//! Collider outline assembly.
//!
//! Runs the full pipeline over a walkability grid: region grouping, boundary
//! tracing, scaling to world units, collinear simplification and canonical
//! ordering. Every emitted outline starts at its lowest, then leftmost
//! vertex and follows the configured winding.

use crate::config::ExtractConfig;
use crate::error::OutlineError;
use crate::grid::{Coord, WalkabilityGrid};
use crate::polygon::{orient, rotate_to_lowest};
use crate::primitives::Point2;
use crate::region::RegionMap;
use crate::simplify::simplify;
use crate::trace::{trace_regions, BoundaryTracer, RegionTrace, TraceReport};
use num_traits::Float;

/// Outlines of one obstacle region.
#[derive(Debug, Clone, PartialEq)]
#[cfg_attr(feature = "serde", derive(serde::Serialize, serde::Deserialize))]
pub struct RegionOutlines<F> {
    /// Obstacle region id, in scan order of the traced grid.
    pub region: usize,
    /// Number of map cells in the region.
    pub cell_count: usize,
    pub outer: Vec<Point2<F>>,
    pub holes: Vec<Vec<Point2<F>>>,
}

impl<F> RegionOutlines<F> {
    /// Splits into `(outer, holes)`.
    pub fn into_parts(self) -> (Vec<Point2<F>>, Vec<Vec<Point2<F>>>) {
        (self.outer, self.holes)
    }
}

/// All collider outlines of a grid, in obstacle-region scan order.
#[derive(Debug, Clone, PartialEq)]
#[cfg_attr(feature = "serde", derive(serde::Serialize, serde::Deserialize))]
pub struct ColliderSet<F> {
    pub regions: Vec<RegionOutlines<F>>,
}

impl<F> ColliderSet<F> {
    #[inline]
    pub fn len(&self) -> usize {
        self.regions.len()
    }

    #[inline]
    pub fn is_empty(&self) -> bool {
        self.regions.is_empty()
    }

    pub fn iter(&self) -> std::slice::Iter<'_, RegionOutlines<F>> {
        self.regions.iter()
    }

    /// Total number of outlines, holes included.
    pub fn outline_count(&self) -> usize {
        self.regions.iter().map(|r| 1 + r.holes.len()).sum()
    }
}

impl<F> Default for ColliderSet<F> {
    fn default() -> Self {
        Self {
            regions: Vec::new(),
        }
    }
}

impl<F> IntoIterator for ColliderSet<F> {
    type Item = RegionOutlines<F>;
    type IntoIter = std::vec::IntoIter<RegionOutlines<F>>;

    fn into_iter(self) -> Self::IntoIter {
        self.regions.into_iter()
    }
}

impl<'a, F> IntoIterator for &'a ColliderSet<F> {
    type Item = &'a RegionOutlines<F>;
    type IntoIter = std::slice::Iter<'a, RegionOutlines<F>>;

    fn into_iter(self) -> Self::IntoIter {
        self.regions.iter()
    }
}

/// Result of a best-effort extraction.
#[derive(Debug, Clone, PartialEq)]
pub struct ExtractReport<F> {
    /// Regions whose outlines all completed.
    pub regions: Vec<RegionOutlines<F>>,
    pub failures: Vec<OutlineError>,
}

impl<F> ExtractReport<F> {
    #[inline]
    pub fn is_complete(&self) -> bool {
        self.failures.is_empty()
    }

    /// Converts into a [`ColliderSet`], or the first failure if any region
    /// failed.
    pub fn into_result(self) -> Result<ColliderSet<F>, OutlineError> {
        match self.failures.into_iter().next() {
            Some(err) => Err(err),
            None => Ok(ColliderSet {
                regions: self.regions,
            }),
        }
    }
}

impl<F> Default for ExtractReport<F> {
    fn default() -> Self {
        Self {
            regions: Vec::new(),
            failures: Vec::new(),
        }
    }
}

/// Extracts the collider outlines of every obstacle region in `grid`.
///
/// Any failure aborts the whole run. When the grid treats off-grid space as
/// blocked, the map is enclosed in a one-tile wall before tracing; that
/// wall's outlines lie one tile outside the map and only real map cells are
/// counted in `cell_count`.
///
/// # Example
///
/// ```
/// use tile_outline::{extract_colliders, ExtractConfig, Point2, WalkabilityGrid};
///
/// let grid: WalkabilityGrid = "XXX\nXOX\nXXX".parse().unwrap();
/// let colliders = extract_colliders(&grid, &ExtractConfig::<f64>::default()).unwrap();
///
/// let region = &colliders.regions[0];
/// assert_eq!(region.cell_count, 8);
/// assert_eq!(region.outer[2], Point2::new(3.0, 3.0));
/// assert_eq!(region.holes[0][0], Point2::new(1.0, 1.0));
/// ```
pub fn extract_colliders<F: Float>(
    grid: &WalkabilityGrid,
    config: &ExtractConfig<F>,
) -> Result<ColliderSet<F>, OutlineError> {
    config.validate()?;
    run(grid, config).into_result()
}

/// Extracts collider outlines, keeping every region that completed.
///
/// Regions whose tracing failed are left out of `regions` and their errors
/// collected in `failures`; other regions are unaffected.
pub fn extract_colliders_partial<F: Float>(
    grid: &WalkabilityGrid,
    config: &ExtractConfig<F>,
) -> ExtractReport<F> {
    if let Err(err) = config.validate() {
        return ExtractReport {
            regions: Vec::new(),
            failures: vec![err],
        };
    }

    let report = run(grid, config);
    for failure in &report.failures {
        tracing::warn!(region = ?failure.region(), error = %failure, "region skipped");
    }
    report
}

fn run<F: Float>(grid: &WalkabilityGrid, config: &ExtractConfig<F>) -> ExtractReport<F> {
    if grid.is_empty() {
        return ExtractReport::default();
    }

    // A blocked surround is traced as real wall cells around the map.
    let sealed;
    let (traced, shift) = if grid.off_grid_walkable() {
        (grid, 0)
    } else {
        sealed = grid.sealed();
        (&sealed, -1)
    };

    let map = RegionMap::build(traced);
    let limit = config
        .max_outline_points
        .unwrap_or_else(|| BoundaryTracer::default_limit(traced));
    let TraceReport { traces, failures } = trace_regions(traced, &map, limit);

    let mut report = ExtractReport {
        regions: Vec::with_capacity(traces.len()),
        failures: failures
            .into_iter()
            .map(|err| shift_error(err, shift))
            .collect(),
    };

    for trace in &traces {
        let cell_count = if shift == 0 {
            trace.cell_count
        } else {
            map.obstacles[trace.region]
                .cells
                .iter()
                .filter(|c| grid.contains(c.offset(shift, shift)))
                .count()
        };

        match assemble(trace, cell_count, shift, config) {
            Ok(outlines) => {
                tracing::debug!(
                    region = outlines.region,
                    points = outlines.outer.len(),
                    holes = outlines.holes.len(),
                    "assembled region outlines"
                );
                report.regions.push(outlines);
            }
            Err(err) => report.failures.push(err),
        }
    }

    report
}

fn assemble<F: Float>(
    trace: &RegionTrace,
    cell_count: usize,
    shift: i32,
    config: &ExtractConfig<F>,
) -> Result<RegionOutlines<F>, OutlineError> {
    let outer = finish_outline(&trace.outer, shift, config)?;
    let holes = trace
        .holes
        .iter()
        .map(|hole| finish_outline(hole, shift, config))
        .collect::<Result<Vec<_>, _>>()?;

    Ok(RegionOutlines {
        region: trace.region,
        cell_count,
        outer,
        holes,
    })
}

/// Scales, simplifies and orders one traced cycle. Fewer than three
/// remaining points yield an empty outline.
fn finish_outline<F: Float>(
    corners: &[Coord],
    shift: i32,
    config: &ExtractConfig<F>,
) -> Result<Vec<Point2<F>>, OutlineError> {
    let points = corners
        .iter()
        .map(|c| Point2::from_corner(c.x + shift, c.y + shift, config.tile_size))
        .collect::<Option<Vec<_>>>()
        .ok_or_else(|| OutlineError::malformed("grid corner is not representable"))?;

    let mut outline = simplify(&points);
    if outline.len() < 3 {
        return Ok(Vec::new());
    }
    orient(&mut outline, config.winding);
    rotate_to_lowest(&mut outline);
    Ok(outline)
}

fn shift_error(err: OutlineError, shift: i32) -> OutlineError {
    match err {
        OutlineError::UnresolvedHole { region, cells } if shift != 0 => {
            OutlineError::UnresolvedHole {
                region,
                cells: cells.into_iter().map(|c| c.offset(shift, shift)).collect(),
            }
        }
        other => other,
    }
}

## DIRECTIONS
Reproduce exactly the lines from the one containing "if shift != 0" through the last line of the records, both included, and nothing else.

## SOLUTION
        OutlineError::UnresolvedHole { region, cells } if shift != 0 => {
            OutlineError::UnresolvedHole {
                region,
                cells: cells.into_iter().map(|c| c.offset(shift, shift)).collect(),
            }
        }
        other => other,
    }
}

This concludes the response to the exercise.